# Task directions
Scan the material for "POST". Copy every line it appears in.

[[ Entries shown open ]]

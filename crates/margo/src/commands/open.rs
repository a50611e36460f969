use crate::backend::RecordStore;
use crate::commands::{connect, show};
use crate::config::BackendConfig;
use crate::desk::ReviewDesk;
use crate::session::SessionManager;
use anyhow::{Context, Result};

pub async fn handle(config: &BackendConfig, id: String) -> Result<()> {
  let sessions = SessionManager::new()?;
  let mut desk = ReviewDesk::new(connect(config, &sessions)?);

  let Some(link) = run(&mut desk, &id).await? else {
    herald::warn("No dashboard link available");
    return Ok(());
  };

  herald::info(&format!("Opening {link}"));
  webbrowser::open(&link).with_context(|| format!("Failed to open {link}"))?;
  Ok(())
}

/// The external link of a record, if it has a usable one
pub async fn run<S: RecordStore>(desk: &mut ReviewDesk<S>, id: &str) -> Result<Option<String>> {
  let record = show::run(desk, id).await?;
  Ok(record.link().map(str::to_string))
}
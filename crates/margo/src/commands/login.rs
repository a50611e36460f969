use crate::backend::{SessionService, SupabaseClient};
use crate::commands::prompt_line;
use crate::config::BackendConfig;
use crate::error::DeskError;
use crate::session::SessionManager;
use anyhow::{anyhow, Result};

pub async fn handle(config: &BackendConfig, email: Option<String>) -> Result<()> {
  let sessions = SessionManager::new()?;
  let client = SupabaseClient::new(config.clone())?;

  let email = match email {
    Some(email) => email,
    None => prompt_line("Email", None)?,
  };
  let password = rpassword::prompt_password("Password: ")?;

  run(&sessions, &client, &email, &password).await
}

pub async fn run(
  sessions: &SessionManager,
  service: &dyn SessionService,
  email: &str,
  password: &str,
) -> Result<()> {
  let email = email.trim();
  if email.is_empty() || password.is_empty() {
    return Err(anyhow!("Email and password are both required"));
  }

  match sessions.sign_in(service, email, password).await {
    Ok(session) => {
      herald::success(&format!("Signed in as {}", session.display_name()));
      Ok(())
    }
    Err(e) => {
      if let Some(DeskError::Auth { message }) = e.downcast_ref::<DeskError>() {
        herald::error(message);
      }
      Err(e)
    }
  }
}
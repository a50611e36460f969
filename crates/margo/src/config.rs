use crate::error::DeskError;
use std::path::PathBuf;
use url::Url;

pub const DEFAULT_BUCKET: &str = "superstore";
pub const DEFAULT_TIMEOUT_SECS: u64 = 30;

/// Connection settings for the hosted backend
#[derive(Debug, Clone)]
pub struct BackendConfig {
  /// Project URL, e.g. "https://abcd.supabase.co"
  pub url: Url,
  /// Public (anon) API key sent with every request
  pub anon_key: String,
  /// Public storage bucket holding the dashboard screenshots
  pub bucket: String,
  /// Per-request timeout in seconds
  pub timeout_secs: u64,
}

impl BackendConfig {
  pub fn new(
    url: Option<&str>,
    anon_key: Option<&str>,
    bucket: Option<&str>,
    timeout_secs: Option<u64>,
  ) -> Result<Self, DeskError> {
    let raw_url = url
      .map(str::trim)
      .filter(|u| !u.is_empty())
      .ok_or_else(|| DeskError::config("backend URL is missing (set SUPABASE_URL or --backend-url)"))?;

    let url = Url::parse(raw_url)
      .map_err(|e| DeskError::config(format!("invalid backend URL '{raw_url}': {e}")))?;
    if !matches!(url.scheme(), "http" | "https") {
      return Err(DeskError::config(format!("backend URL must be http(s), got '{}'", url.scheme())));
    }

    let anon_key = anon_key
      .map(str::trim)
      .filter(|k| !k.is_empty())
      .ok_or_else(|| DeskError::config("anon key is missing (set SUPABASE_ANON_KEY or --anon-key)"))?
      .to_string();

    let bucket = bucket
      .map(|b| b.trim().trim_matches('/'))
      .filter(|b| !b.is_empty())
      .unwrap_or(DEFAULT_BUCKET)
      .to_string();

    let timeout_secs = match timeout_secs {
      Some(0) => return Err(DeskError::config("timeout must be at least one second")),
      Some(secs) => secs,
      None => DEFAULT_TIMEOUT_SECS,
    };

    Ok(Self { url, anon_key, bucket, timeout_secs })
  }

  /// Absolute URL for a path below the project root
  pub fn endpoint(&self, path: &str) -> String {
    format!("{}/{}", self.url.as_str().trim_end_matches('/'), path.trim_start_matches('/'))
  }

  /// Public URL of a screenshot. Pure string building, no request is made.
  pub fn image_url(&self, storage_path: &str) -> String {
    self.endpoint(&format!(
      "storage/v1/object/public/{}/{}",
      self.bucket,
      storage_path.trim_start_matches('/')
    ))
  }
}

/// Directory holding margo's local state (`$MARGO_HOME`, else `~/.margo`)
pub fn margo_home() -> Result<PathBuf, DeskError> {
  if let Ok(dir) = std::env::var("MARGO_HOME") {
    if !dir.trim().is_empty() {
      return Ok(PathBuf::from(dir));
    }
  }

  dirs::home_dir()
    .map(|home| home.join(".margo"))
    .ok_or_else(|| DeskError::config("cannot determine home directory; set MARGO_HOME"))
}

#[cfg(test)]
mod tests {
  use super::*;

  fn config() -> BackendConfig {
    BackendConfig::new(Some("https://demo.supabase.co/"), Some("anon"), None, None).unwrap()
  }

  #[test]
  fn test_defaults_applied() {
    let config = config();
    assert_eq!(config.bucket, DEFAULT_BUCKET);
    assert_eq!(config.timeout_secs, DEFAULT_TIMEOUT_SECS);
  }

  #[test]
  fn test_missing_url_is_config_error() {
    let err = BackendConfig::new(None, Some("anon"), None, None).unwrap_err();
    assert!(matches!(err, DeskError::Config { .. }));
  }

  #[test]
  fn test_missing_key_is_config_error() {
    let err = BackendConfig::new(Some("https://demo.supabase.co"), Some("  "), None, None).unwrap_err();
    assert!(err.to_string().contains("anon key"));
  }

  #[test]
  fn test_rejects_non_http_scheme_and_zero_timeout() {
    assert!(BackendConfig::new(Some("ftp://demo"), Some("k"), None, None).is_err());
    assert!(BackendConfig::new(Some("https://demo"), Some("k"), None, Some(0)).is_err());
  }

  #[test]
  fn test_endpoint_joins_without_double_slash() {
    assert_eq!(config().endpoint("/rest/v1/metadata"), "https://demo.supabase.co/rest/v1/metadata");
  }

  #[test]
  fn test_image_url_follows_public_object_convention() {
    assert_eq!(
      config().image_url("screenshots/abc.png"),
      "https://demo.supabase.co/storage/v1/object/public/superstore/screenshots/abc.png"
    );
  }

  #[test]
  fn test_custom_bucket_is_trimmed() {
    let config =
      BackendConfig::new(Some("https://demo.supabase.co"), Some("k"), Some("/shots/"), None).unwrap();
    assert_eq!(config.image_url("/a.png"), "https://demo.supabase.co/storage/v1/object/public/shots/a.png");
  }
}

[[ Entries shown closed ]]
[[ Entries shown open ]]

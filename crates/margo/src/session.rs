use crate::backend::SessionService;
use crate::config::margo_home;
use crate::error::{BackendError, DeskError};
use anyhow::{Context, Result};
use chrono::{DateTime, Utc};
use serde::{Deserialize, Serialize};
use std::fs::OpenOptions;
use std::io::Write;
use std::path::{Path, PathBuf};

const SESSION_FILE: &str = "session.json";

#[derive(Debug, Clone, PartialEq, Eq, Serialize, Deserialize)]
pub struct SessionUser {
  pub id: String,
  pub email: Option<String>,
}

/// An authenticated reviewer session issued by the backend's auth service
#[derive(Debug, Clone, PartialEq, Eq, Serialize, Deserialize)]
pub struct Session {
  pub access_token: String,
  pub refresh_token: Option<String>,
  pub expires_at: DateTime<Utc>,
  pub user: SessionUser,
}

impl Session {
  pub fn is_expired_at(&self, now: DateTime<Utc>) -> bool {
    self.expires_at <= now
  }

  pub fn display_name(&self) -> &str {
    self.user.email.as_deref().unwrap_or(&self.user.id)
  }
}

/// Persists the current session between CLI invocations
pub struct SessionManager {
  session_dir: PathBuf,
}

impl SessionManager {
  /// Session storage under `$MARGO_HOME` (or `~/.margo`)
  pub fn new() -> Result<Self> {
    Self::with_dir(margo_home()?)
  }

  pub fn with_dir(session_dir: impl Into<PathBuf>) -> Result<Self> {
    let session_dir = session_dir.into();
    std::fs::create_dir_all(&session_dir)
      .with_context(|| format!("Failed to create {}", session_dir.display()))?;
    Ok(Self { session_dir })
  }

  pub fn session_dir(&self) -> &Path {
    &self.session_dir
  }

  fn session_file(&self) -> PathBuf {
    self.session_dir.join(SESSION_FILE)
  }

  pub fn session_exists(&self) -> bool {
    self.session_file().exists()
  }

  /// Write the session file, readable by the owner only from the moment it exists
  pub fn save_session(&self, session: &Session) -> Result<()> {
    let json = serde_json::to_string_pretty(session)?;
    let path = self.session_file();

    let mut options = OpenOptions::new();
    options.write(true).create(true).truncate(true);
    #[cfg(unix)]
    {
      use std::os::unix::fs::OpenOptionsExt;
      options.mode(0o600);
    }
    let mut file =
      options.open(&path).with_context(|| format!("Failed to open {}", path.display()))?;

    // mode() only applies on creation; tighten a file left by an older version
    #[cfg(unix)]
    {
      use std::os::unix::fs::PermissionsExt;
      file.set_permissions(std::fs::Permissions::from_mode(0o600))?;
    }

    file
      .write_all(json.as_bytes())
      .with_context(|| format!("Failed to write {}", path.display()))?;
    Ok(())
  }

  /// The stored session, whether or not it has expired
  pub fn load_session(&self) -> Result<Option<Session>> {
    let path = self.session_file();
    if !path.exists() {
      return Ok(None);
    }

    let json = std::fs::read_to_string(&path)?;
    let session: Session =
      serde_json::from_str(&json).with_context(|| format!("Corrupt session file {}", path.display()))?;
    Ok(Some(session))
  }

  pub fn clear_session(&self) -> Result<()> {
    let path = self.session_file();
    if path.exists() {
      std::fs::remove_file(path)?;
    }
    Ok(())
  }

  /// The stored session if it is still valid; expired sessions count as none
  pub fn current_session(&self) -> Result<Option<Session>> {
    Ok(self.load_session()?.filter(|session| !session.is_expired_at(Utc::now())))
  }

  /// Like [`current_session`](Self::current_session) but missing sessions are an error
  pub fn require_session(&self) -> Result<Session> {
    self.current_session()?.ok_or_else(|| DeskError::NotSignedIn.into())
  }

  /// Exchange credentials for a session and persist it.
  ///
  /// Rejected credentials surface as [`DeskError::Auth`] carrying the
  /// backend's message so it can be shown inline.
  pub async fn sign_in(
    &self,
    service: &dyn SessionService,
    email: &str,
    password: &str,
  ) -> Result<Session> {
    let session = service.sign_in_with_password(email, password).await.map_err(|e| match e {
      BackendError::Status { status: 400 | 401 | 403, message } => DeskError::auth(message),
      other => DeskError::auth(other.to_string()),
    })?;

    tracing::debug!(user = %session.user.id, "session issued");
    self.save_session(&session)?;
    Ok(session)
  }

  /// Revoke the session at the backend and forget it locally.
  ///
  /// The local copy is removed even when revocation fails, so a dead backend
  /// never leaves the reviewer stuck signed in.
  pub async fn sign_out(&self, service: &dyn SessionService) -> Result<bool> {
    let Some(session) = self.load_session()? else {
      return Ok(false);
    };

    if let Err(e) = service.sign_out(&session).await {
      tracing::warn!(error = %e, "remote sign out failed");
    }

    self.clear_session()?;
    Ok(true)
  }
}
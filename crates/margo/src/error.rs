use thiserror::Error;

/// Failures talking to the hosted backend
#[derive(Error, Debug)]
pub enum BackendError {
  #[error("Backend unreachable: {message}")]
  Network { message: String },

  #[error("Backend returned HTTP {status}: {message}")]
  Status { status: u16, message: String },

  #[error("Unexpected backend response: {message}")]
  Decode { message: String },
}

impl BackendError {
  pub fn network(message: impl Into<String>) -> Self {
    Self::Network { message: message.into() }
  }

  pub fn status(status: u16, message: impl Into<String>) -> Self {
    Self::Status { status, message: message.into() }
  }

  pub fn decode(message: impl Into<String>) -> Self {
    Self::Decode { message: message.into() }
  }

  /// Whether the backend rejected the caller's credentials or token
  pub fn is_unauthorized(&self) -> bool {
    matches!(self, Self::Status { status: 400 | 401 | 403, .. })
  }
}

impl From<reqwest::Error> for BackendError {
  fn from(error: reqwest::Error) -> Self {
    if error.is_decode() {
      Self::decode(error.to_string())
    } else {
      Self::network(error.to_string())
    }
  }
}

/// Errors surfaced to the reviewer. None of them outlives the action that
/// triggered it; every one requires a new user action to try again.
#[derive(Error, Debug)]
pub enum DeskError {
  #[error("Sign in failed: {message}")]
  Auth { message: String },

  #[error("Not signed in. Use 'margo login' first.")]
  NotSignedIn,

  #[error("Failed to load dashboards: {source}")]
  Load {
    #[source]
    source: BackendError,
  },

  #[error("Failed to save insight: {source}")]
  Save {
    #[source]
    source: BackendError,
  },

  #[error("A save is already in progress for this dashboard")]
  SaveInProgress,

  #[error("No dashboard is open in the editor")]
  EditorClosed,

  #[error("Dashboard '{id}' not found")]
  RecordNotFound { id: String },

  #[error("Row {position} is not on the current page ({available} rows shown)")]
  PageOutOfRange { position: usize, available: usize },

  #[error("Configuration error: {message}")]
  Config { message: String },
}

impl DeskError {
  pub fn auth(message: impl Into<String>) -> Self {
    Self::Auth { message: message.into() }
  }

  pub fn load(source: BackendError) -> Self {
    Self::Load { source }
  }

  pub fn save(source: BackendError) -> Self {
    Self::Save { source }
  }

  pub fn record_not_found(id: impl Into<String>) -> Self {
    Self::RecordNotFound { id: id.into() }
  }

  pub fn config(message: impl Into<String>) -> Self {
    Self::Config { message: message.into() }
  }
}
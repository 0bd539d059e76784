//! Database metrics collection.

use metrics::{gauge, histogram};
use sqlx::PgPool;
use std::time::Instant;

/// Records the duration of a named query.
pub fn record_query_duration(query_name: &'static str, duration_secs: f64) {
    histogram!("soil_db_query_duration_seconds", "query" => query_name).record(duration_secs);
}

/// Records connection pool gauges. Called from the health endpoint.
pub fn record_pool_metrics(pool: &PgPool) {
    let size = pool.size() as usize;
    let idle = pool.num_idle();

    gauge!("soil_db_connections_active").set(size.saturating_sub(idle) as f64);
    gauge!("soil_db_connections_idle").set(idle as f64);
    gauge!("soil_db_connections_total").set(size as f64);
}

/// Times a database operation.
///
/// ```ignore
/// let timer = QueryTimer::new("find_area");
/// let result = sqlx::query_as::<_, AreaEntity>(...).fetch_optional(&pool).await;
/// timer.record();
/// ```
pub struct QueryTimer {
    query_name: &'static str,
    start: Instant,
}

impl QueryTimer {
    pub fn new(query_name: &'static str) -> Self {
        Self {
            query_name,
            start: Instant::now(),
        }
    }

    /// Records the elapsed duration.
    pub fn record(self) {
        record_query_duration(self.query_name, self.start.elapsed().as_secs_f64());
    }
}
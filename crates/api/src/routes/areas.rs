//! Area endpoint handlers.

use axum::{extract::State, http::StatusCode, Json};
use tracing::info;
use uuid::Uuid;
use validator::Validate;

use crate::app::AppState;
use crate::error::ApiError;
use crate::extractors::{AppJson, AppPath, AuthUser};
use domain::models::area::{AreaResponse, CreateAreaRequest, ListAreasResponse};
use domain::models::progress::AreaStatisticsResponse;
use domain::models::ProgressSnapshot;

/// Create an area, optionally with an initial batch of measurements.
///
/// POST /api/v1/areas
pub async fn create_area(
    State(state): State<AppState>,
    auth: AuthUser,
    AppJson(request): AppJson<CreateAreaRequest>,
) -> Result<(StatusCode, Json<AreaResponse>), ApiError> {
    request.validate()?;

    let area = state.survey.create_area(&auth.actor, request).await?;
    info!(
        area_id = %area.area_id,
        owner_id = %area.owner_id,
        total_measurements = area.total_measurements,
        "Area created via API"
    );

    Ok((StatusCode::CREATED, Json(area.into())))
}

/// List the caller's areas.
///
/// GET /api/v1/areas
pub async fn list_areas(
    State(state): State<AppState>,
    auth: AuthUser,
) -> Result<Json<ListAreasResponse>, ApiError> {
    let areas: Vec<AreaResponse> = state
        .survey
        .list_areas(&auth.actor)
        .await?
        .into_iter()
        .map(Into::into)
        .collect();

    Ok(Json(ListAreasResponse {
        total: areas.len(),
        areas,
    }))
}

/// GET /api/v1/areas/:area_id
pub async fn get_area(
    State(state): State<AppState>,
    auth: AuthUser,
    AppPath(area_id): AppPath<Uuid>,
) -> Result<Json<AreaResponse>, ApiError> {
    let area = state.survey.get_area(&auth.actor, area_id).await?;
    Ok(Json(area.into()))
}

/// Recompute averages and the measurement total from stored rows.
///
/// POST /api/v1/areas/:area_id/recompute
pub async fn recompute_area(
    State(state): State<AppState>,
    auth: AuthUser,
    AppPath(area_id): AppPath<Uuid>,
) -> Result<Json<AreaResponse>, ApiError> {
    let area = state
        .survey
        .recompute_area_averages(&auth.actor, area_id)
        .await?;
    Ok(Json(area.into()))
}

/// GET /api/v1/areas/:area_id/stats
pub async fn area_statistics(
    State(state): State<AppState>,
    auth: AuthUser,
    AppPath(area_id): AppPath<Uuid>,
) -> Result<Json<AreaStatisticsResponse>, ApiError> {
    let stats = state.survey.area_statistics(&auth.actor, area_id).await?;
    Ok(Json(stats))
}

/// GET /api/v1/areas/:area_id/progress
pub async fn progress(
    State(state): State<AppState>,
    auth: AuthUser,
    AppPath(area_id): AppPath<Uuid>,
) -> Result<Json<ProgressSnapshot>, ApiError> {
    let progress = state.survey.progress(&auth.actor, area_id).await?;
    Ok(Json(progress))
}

[[ Entries shown closed ]]

# Solution to this task
/// POST /api/v1/areas
/// POST /api/v1/areas/:area_id/recompute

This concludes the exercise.